Three months later, he told Tomasson that he had discovered a venue the ballet had to consider. “It’s beautiful,” Tomasson agreed.

But there was no room in the schedule at the time and Sun Valley’s General Manager Wally Huffman said ballet would never work because the Pavilion had no curtains, no wings and no way of guaranteeing a maximum revenue.

“But I had seen ballet in Paris where there was no curtains and no wings. And I knew the audiences would show up,” Smelick said.

Finally, in 2011, Tomasson grabbed him. “Bob I’ve never been to Sun Valley, but I’ve got an opening.
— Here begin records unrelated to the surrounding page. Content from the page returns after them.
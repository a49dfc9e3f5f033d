//! Anti-automation heuristics
//!
//! Neither check is a guarantee; both complement the external throttle.

use chrono::{DateTime, Utc};

use crate::config::SubmissionConfig;

/// Why a submission looked automated. Only ever logged, never returned
/// to the client.
#[derive(Clone, Copy, Debug, PartialEq, Eq)]
pub enum BotSignal {
    HoneypotFilled,
    TooFast { elapsed_ms: i64 },
}

impl BotSignal {
    pub fn as_str(&self) -> &'static str {
        match self {
            Self::HoneypotFilled => "honeypot_filled",
            Self::TooFast { .. } => "too_fast",
        }
    }
}

#[derive(Clone, Debug)]
pub struct BotDefense {
    min_fill_time_ms: i64,
    honeypot_enabled: bool,
}

impl BotDefense {
    pub fn new(config: &SubmissionConfig) -> Self {
        Self {
            min_fill_time_ms: config.min_fill_time_ms,
            honeypot_enabled: config.honeypot_enabled,
        }
    }

    /// `load_timestamp` is the epoch-millisecond value handed out with the
    /// public form; absent means the client did not echo it back.
    pub fn inspect(
        &self,
        honeypot: Option<&str>,
        load_timestamp: Option<i64>,
        now: DateTime<Utc>,
    ) -> Result<(), BotSignal> {
        if self.honeypot_enabled && honeypot.map_or(false, |h| !h.is_empty()) {
            return Err(BotSignal::HoneypotFilled);
        }

        if let Some(loaded_at) = load_timestamp {
            let elapsed_ms = now.timestamp_millis() - loaded_at;
            if elapsed_ms < self.min_fill_time_ms {
                return Err(BotSignal::TooFast { elapsed_ms });
            }
        }

        Ok(())
    }
}

impl Default for BotDefense {
    fn default() -> Self {
        Self::new(&SubmissionConfig::default())
    }
}

#[cfg(test)]
mod tests {
    use super::*;

    #[test]
    fn test_honeypot() {
        let defense = BotDefense::default();
        let now = Utc::now();
        assert_eq!(
            defense.inspect(Some("http://spam"), None, now),
            Err(BotSignal::HoneypotFilled)
        );
        assert_eq!(defense.inspect(Some(""), None, now), Ok(()));
        assert_eq!(defense.inspect(None, None, now), Ok(()));
    }

    #[test]
    fn test_honeypot_can_be_disabled() {
        let defense = BotDefense::new(&SubmissionConfig {
            honeypot_enabled: false,
            ..Default::default()
        });
        assert_eq!(defense.inspect(Some("filled"), None, Utc::now()), Ok(()));
    }

    #[test]
    fn test_fill_time() {
        let defense = BotDefense::default();
        let now = Utc::now();
        let now_ms = now.timestamp_millis();

        assert_eq!(
            defense.inspect(None, Some(now_ms), now),
            Err(BotSignal::TooFast { elapsed_ms: 0 })
        );
        assert_eq!(defense.inspect(None, Some(now_ms - 5000), now), Ok(()));
        assert_eq!(defense.inspect(None, Some(now_ms - 2000), now), Ok(()));
        assert!(defense.inspect(None, Some(now_ms + 60_000), now).is_err());
    }
}
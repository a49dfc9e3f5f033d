//! Domain services module
//!
//! Stateless logic that spans more than one aggregate.

pub mod bot_defense;
pub mod csv_export;
pub mod snapshot;
pub mod validation;

pub use bot_defense::{BotDefense, BotSignal};
pub use csv_export::CsvExporter;
pub use snapshot::{SchemaSnapshot, SnapshotEntry};
pub use validation::{RequestRules, SubmissionValidator};
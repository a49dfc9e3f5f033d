//! Ports module (Hexagonal Architecture)
//!
//! Defines interfaces for external dependencies.

pub mod inbound;
pub mod outbound;

pub use inbound::*;
pub use outbound::*;
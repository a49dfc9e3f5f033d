//! Form version lifecycle

use std::sync::Arc;

use async_trait::async_trait;
use tracing::{info, warn};

use crate::application::dto::*;
use crate::application::{owned_form, publish_events};
use crate::config::PagingConfig;
use crate::domain::aggregates::{Form, FormError};
use crate::domain::services::RequestRules;
use crate::domain::value_objects::{FormId, FormStatus, OwnerId, SlugGenerator};
use crate::error::Result;
use crate::ports::inbound::FormUseCases;
use crate::ports::outbound::{Clock, EventPublisher, RecordStore, Transaction};

/// Form application service
pub struct FormService {
    store: Arc<dyn RecordStore>,
    event_publisher: Arc<dyn EventPublisher>,
    clock: Arc<dyn Clock>,
    slugs: SlugGenerator,
    paging: PagingConfig,
}

impl FormService {
    pub fn new(
        store: Arc<dyn RecordStore>,
        event_publisher: Arc<dyn EventPublisher>,
        clock: Arc<dyn Clock>,
        slugs: SlugGenerator,
        paging: PagingConfig,
    ) -> Self {
        Self {
            store,
            event_publisher,
            clock,
            slugs,
            paging,
        }
    }

    async fn summarize(tx: &mut dyn Transaction, form: &Form) -> Result<FormSummary> {
        let field_count = tx.list_fields(form.id()).await?.len();
        let response_count = tx.count_responses(form.id()).await?;
        Ok(FormSummary::from_form(form, field_count, response_count))
    }
}

#[async_trait]
impl FormUseCases for FormService {
    async fn create_form(&self, owner_id: OwnerId, command: CreateFormCommand) -> Result<Form> {
        RequestRules::form_details(Some(&command.title), command.description.as_deref(), true)?;

        let now = self.clock.now();
        let mut tx = self.store.begin().await?;

        let id = tx.next_form_id().await?;
        let slug = self.slugs.generate(&command.title);
        let mut form = Form::create(
            id,
            owner_id,
            command.title,
            command.description,
            command.settings,
            slug,
            now,
        );
        let events = form.take_events();

        tx.insert_form(&form).await?;
        tx.commit().await?;

        info!(form_id = %form.id(), slug = %form.slug(), "form created");
        publish_events(self.event_publisher.as_ref(), events).await;
        Ok(form)
    }

    async fn get_form(&self, form_id: FormId, owner_id: OwnerId) -> Result<FormDetails> {
        let mut tx = self.store.begin().await?;
        let form = owned_form(tx.as_mut(), form_id, owner_id).await?;
        let fields = tx.list_fields(form_id).await?;
        Ok(FormDetails { form, fields })
    }

    async fn list_forms(
        &self,
        owner_id: OwnerId,
        status: Option<FormStatus>,
        page: PageRequest,
    ) -> Result<Page<FormSummary>> {
        let size = page.resolve_size(&self.paging);
        let mut tx = self.store.begin().await?;

        let forms = tx.list_forms(owner_id, status).await?;
        let total = forms.len();

        let mut items = Vec::with_capacity(size);
        for form in forms.iter().skip(page.page.saturating_mul(size)).take(size) {
            items.push(Self::summarize(tx.as_mut(), form).await?);
        }
        Ok(Page::new(items, total, page.page, size))
    }

    async fn list_versions(&self, form_id: FormId, owner_id: OwnerId) -> Result<Vec<FormSummary>> {
        let mut tx = self.store.begin().await?;
        let form = owned_form(tx.as_mut(), form_id, owner_id).await?;

        let mut versions = Vec::new();
        for version in tx.list_group(form.group_id()).await? {
            versions.push(Self::summarize(tx.as_mut(), &version).await?);
        }
        Ok(versions)
    }

    async fn update_form(
        &self,
        form_id: FormId,
        owner_id: OwnerId,
        command: UpdateFormCommand,
    ) -> Result<Form> {
        RequestRules::form_details(command.title.as_deref(), command.description.as_deref(), false)?;

        let now = self.clock.now();
        let mut tx = self.store.begin().await?;
        let mut form = owned_form(tx.as_mut(), form_id, owner_id).await?;

        form.update_details(command.title, command.description, command.settings, now)?;
        let events = form.take_events();

        tx.update_form(&form).await?;
        tx.commit().await?;

        info!(form_id = %form_id, slug = %form.slug(), "form updated");
        publish_events(self.event_publisher.as_ref(), events).await;
        Ok(form)
    }

    async fn create_draft(&self, source_form_id: FormId, owner_id: OwnerId) -> Result<Form> {
        let now = self.clock.now();
        let mut tx = self.store.begin().await?;
        let source = owned_form(tx.as_mut(), source_form_id, owner_id).await?;

        if source.status() == FormStatus::Draft {
            return Ok(source);
        }

        let version = tx.max_version(source.group_id()).await? + 1;
        let id = tx.next_form_id().await?;
        let mut draft = source.clone_as_draft(id, version, now);
        let events = draft.take_events();
        tx.insert_form(&draft).await?;

        let fields = tx.list_fields(source.id()).await?;
        for field in &fields {
            let field_id = tx.next_field_id().await?;
            tx.insert_field(&field.copy_to(id, field_id, now)).await?;
        }
        tx.commit().await?;

        info!(
            form_id = %id,
            source_form_id = %source_form_id,
            version,
            fields = fields.len(),
            "draft created"
        );
        publish_events(self.event_publisher.as_ref(), events).await;
        Ok(draft)
    }

    async fn publish_form(&self, form_id: FormId, owner_id: OwnerId) -> Result<Form> {
        let now = self.clock.now();
        let mut tx = self.store.begin().await?;
        let mut form = owned_form(tx.as_mut(), form_id, owner_id).await?;

        match form.status() {
            FormStatus::Published => return Ok(form),
            FormStatus::Archived => return Err(FormError::NotDraft(FormStatus::Archived).into()),
            FormStatus::Draft => {}
        }

        // Soft-deleted versions keep PUBLISHED and must be retired as well
        let mut events = Vec::new();
        let mut archived = None;
        for mut live in tx.published_rows(form.group_id(), form.slug()).await? {
            if live.group_id() != form.group_id() {
                warn!(
                    live_form_id = %live.id(),
                    form_id = %form_id,
                    slug = %form.slug(),
                    "slug shared across form groups"
                );
            }
            live.archive(now);
            events.extend(live.take_events());
            tx.update_form(&live).await?;
            if archived.is_none() || !live.is_deleted() {
                archived = Some(live.id());
            }
        }

        form.publish(archived, now)?;
        events.extend(form.take_events());
        tx.update_form(&form).await?;
        tx.commit().await?;

        info!(
            form_id = %form_id,
            slug = %form.slug(),
            version = form.version(),
            archived = ?archived.map(|id| id.value()),
            "form published"
        );
        publish_events(self.event_publisher.as_ref(), events).await;
        Ok(form)
    }

    async fn archive_form(&self, form_id: FormId, owner_id: OwnerId) -> Result<Form> {
        let now = self.clock.now();
        let mut tx = self.store.begin().await?;
        let mut form = owned_form(tx.as_mut(), form_id, owner_id).await?;

        form.archive(now);
        let events = form.take_events();
        tx.update_form(&form).await?;
        tx.commit().await?;

        info!(form_id = %form_id, slug = %form.slug(), "form archived");
        publish_events(self.event_publisher.as_ref(), events).await;
        Ok(form)
    }

    async fn delete_form(&self, form_id: FormId, owner_id: OwnerId) -> Result<()> {
        let now = self.clock.now();
        let mut tx = self.store.begin().await?;
        let mut form = owned_form(tx.as_mut(), form_id, owner_id).await?;

        form.mark_deleted(now);
        let events = form.take_events();
        tx.update_form(&form).await?;
        tx.commit().await?;

        info!(form_id = %form_id, slug = %form.slug(), "form deleted");
        publish_events(self.event_publisher.as_ref(), events).await;
        Ok(())
    }
}
//! Domain module
//!
//! Contains all domain logic following DDD principles.

pub mod aggregates;
pub mod value_objects;
pub mod events;
pub mod services;

pub use aggregates::*;
pub use value_objects::*;
pub use events::*;
//! Submission throttles

use std::sync::Arc;

use chrono::{DateTime, Duration, Utc};
use dashmap::DashMap;
use parking_lot::Mutex;
use tracing::debug;

use crate::ports::outbound::{Clock, SubmissionThrottle};

/// Key used when the transport could not determine a client origin
const UNKNOWN_ORIGIN: &str = "unknown";

/// Minimum gap between sweeps of refilled buckets
const SWEEP_INTERVAL_SECS: i64 = 300;

/// Lets everything through
#[derive(Clone, Copy, Debug, Default)]
pub struct Unthrottled;

impl SubmissionThrottle for Unthrottled {
    fn try_acquire(&self, _origin: Option<&str>) -> bool {
        true
    }
}

/// Per-origin token bucket refilled continuously over an hour
pub struct TokenBucketThrottle {
    buckets: DashMap<String, Bucket>,
    capacity: f64,
    refill_per_sec: f64,
    clock: Arc<dyn Clock>,
    last_sweep: Mutex<DateTime<Utc>>,
}

struct Bucket {
    tokens: f64,
    last_refill: DateTime<Utc>,
}

impl TokenBucketThrottle {
    /// `per_hour` submissions sustained, up to `burst` at once
    pub fn new(per_hour: u32, burst: u32, clock: Arc<dyn Clock>) -> Self {
        let now = clock.now();
        Self {
            buckets: DashMap::new(),
            capacity: f64::from(burst.max(1)),
            refill_per_sec: f64::from(per_hour) / 3600.0,
            clock,
            last_sweep: Mutex::new(now),
        }
    }

    /// Origins currently holding a partially drained bucket
    pub fn tracked_origins(&self) -> usize {
        self.buckets.len()
    }

    /// Tokens left for an origin, after refill
    pub fn remaining(&self, origin: &str) -> u32 {
        let now = self.clock.now();
        match self.buckets.get_mut(origin) {
            Some(mut bucket) => {
                self.refill(&mut bucket, now);
                bucket.tokens.floor() as u32
            }
            None => self.capacity as u32,
        }
    }

    fn refill(&self, bucket: &mut Bucket, now: DateTime<Utc>) {
        let elapsed_ms = (now - bucket.last_refill).num_milliseconds();
        if elapsed_ms > 0 {
            let added = elapsed_ms as f64 / 1000.0 * self.refill_per_sec;
            bucket.tokens = (bucket.tokens + added).min(self.capacity);
            bucket.last_refill = now;
        }
    }

    /// Drop buckets that would be full again; a missing bucket starts full
    fn sweep(&self, now: DateTime<Utc>) {
        {
            let mut last = self.last_sweep.lock();
            if now - *last < Duration::seconds(SWEEP_INTERVAL_SECS) {
                return;
            }
            *last = now;
        }

        let before = self.buckets.len();
        self.buckets.retain(|_, bucket| {
            let elapsed_ms = (now - bucket.last_refill).num_milliseconds().max(0);
            let refilled = bucket.tokens + elapsed_ms as f64 / 1000.0 * self.refill_per_sec;
            refilled < self.capacity
        });
        let pruned = before.saturating_sub(self.buckets.len());
        if pruned > 0 {
            debug!(pruned, remaining = self.buckets.len(), "pruned refilled throttle buckets");
        }
    }
}

impl SubmissionThrottle for TokenBucketThrottle {
    fn try_acquire(&self, origin: Option<&str>) -> bool {
        let now = self.clock.now();
        let key = origin.unwrap_or(UNKNOWN_ORIGIN);
        self.sweep(now);

        let mut bucket = self.buckets.entry(key.to_string()).or_insert_with(|| Bucket {
            tokens: self.capacity,
            last_refill: now,
        });
        self.refill(&mut bucket, now);

        if bucket.tokens >= 1.0 {
            bucket.tokens -= 1.0;
            true
        } else {
            false
        }
    }
}
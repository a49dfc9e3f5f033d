//! Health check endpoint

use axum::{response::IntoResponse, Json};
use serde::Serialize;

#[derive(Serialize)]
pub struct HealthResponse {
    pub status: String,
    pub version: String,
    pub timestamp: String,
}

/// Health check
pub async fn health_check() -> impl IntoResponse {
    Json(HealthResponse {
        status: "healthy".into(),
        version: env!("CARGO_PKG_VERSION").into(),
        timestamp: chrono::Utc::now().to_rfc3339(),
    })
}
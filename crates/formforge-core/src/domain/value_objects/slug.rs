//! Slug Value Object
//!
//! Public address of a form. Shared by every version in a form group, so
//! uniqueness comes from a random suffix rather than a storage constraint.

use rand::Rng;
use serde::{Deserialize, Serialize};
use std::fmt;
use unicode_normalization::UnicodeNormalization;

use crate::config::SlugConfig;

const SUFFIX_ALPHABET: &[u8] = b"abcdefghijklmnopqrstuvwxyz0123456789";

/// Base used when a title has no ASCII-alphanumeric content at all
const FALLBACK_BASE: &str = "form";

/// URL-safe public identifier
#[derive(Clone, Debug, PartialEq, Eq, Hash, Serialize, Deserialize)]
#[serde(transparent)]
pub struct Slug(String);

impl Slug {
    /// Wrap an already generated slug (lookups by public address)
    pub fn from_string(value: impl Into<String>) -> Self {
        Self(value.into())
    }

    pub fn as_str(&self) -> &str {
        &self.0
    }
}

impl fmt::Display for Slug {
    fn fmt(&self, f: &mut fmt::Formatter<'_>) -> fmt::Result {
        f.write_str(&self.0)
    }
}

impl AsRef<str> for Slug {
    fn as_ref(&self) -> &str {
        &self.0
    }
}

/// Builds slugs of the form `<normalized-title>-<random suffix>`
#[derive(Clone, Debug)]
pub struct SlugGenerator {
    max_length: usize,
    suffix_length: usize,
}

impl SlugGenerator {
    pub fn new(config: &SlugConfig) -> Self {
        Self {
            max_length: config.max_length,
            suffix_length: config.suffix_length,
        }
    }

    /// Generate a slug using the thread-local RNG
    pub fn generate(&self, title: &str) -> Slug {
        self.generate_with(title, &mut rand::thread_rng())
    }

    /// Generate a slug drawing the suffix from `rng`
    pub fn generate_with<R: Rng + ?Sized>(&self, title: &str, rng: &mut R) -> Slug {
        let mut base = normalize_title(title, self.max_length);
        if base.is_empty() {
            base.push_str(FALLBACK_BASE);
        }

        let suffix: String = (0..self.suffix_length)
            .map(|_| SUFFIX_ALPHABET[rng.gen_range(0..SUFFIX_ALPHABET.len())] as char)
            .collect();

        Slug(format!("{}-{}", base, suffix))
    }
}

impl Default for SlugGenerator {
    fn default() -> Self {
        Self::new(&SlugConfig::default())
    }
}

/// Lowercase ASCII word characters, diacritics stripped, whitespace runs collapsed to one hyphen
fn normalize_title(title: &str, max_length: usize) -> String {
    let mut slug = String::with_capacity(title.len());
    let mut pending_hyphen = false;

    // NFD splits accented letters into base letter + combining mark; the mark
    // is then dropped together with any other non-word character.
    for ch in title.nfd() {
        if ch.is_whitespace() || ch == '-' {
            pending_hyphen = true;
        } else if ch.is_ascii_alphanumeric() || ch == '_' {
            if pending_hyphen && !slug.is_empty() {
                slug.push('-');
            }
            pending_hyphen = false;
            slug.push(ch.to_ascii_lowercase());
        }
    }

    // Only ASCII remains, so byte truncation is a char boundary
    if slug.len() > max_length {
        slug.truncate(max_length);
    }
    slug.trim_end_matches('-').to_string()
}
We can play Moscow, then Hamburg, then the Kennedy Center, then Sun Valley.”

 Arts enthusiast Dan Drackett agreed to raise sponsorship money, and attorney Jim Laski put together the legal documents. And 20 dancers from the San Francisco Ballet performed to a sold-out audience in 2012.

“Watching ballet in a natural setting was so beautiful, just riveting,” Smelick said. “We got so many calls asking us to bring it back.”

Tomasson, too, praised the Pavilion as one of the most beautiful venues he had ever performed in and told Smelick to plan on an encore performance the following summer. But the next summer the San Francisco Ballet was in Asia and the summer after that the company was at a festival in Europe.

The summer of 2017 looked like a go until Tomasson called again. He had 12 international choreographers coming to San Francisco that summer to choreograph 12 world premieres for the ballet’s upcoming Unbound Festival and he couldn’t let the dancers leave town because the choreographers would want to see them.

That’s when Sun Valley native Isabella Boylston, a principal dancer with American Festival Ballet in New York, called.

“I’d like to bring a group of dancers to perform in the Pavilion,” she said.

“Who’s going to do the production?” Smelick asked

“thought you could do it,” she replied.

“I didn’t want to disappoint the resort so I told Isabella we should meet,” Smelick said. “She seemed to have good commercial instincts, which a lot of ballet dancers don’t. And her artistic director said she was very entrepreneurial.”

Boylston invited colleagues like Misty Copeland and friends from the Royal Danish Ballet and other international ballet companies to perform two shows each in 2017 and 2018. This year she was unable to return but, finally, the San Francisco Ballet was ready and willing.

This year’s festival will include a three-day dance education program Friday through Sunday that’s free to 120 dancers from 20 states.

Three dancers from the San Francisco Ballet and two from the renowned San Francisco Ballet School will teach ballet, contemporary dance, choreography and a three-day master class. Each student will receive a ticket to each of the Ballet Sun Valley performances—one evening in a Pavilion seat and one evening in a lawn seat.

Danielle Rowe, an Australian dancer who followed her husband to the Houston Ballet, then the Nederlands Dance Theater and most recently the San Francisco Ballet will teach the choreography class.

Rowe, who goes by the name Dani, had her work “For Pixie” named for her grandmother back home in Adelaide performed at the festival in 2018 . A 20-minute piece of hers was recently performed by Ballet Idaho at the Argyros. And her work “UnSaid” will be performed on July 5.

 In addition, Mikko Nissinen, the artistic director for Boston Ballet, the largest ballet school in the United States with 5,000 students, has provided curriculum to teach adaptive dance to teachers from San Francisco Ballet and Idaho-based programs.

They will start by talking about the characteristics of various disabilities and how to manage behavior, starting off with very soft music. Fifty youth picked by Higher Ground Sun Valley will join in on the third day so teachers can see how a real class is taught.

“It’s going to be a busy three days,” said Smelick.